According to Yakin, his experimental bunnies grow up to 22 pounds  Flemish Giant, while the average Flemish giant weighs 15 pounds. But make no mistake, Yakin’s bunny experiment was no accident. “It takes an average of 3 to 4 years to reproduce this giant species,” he told Sintesis.

Yakin’s ultimate goal is to breed a rabbit that can grow up to 30 pounds. “I am currently studying genetics to see how to grow this breed of giant rabbits more,” he said.

Yakin, who has had a soft spot for rabbits since he was a child (pun intended), now cares for a whopping fifty giant rabbits out of his parents’ home.

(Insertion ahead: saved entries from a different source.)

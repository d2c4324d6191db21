pub mod config;
pub mod stores;

use std::sync::Arc;

use switchyard_common::cache::{Cache, MapCache, NoCache};

pub use config::{CacheStoreConfig, InMemoryConfig};
pub use stores::in_memory::InMemoryCacheStore;

/// Builds the store described by `config`.
pub fn create_store<T>(config: &CacheStoreConfig) -> Arc<dyn Cache<T>>
where
  T: Clone + Send + Sync + 'static,
{
  match config {
    CacheStoreConfig::InMemory { config } => {
      tracing::debug!(
        max_size = config.max_size,
        cache_ttl_seconds = config.cache_ttl_seconds,
        "creating in-memory cache store"
      );

      Arc::new(InMemoryCacheStore::new(config))
    }
    CacheStoreConfig::Unbounded => Arc::new(MapCache::new()),
    CacheStoreConfig::Disabled => Arc::new(NoCache),
  }
}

Luckily, his parents are supportive enough of his dream that they support their son (and his bunnies) financially. “I have the financial support and support of my parents to buy food a week for all 50 giant rabbits,” Yakin told Sintesis.

But he also admitted his project has a long way to go. “So far I have not set aside the time or budget that is required to start the project more seriously,” he said.

The only thing that’s preventing Yakin from committing all his time and energy to creating even bigger bunnies is–what else?–money.

Photo via yakinkiro/Instagram

Although he already submitted a proposal to his university to try and expand his research, as of now, he is self-financed. However, Yakin makes a bit of extra cash by selling the giant bunnies to private customers.

His ultimate goal though, is to open up a large, professional farm where he can breed and cross-breed his bunnies to his heart’s content.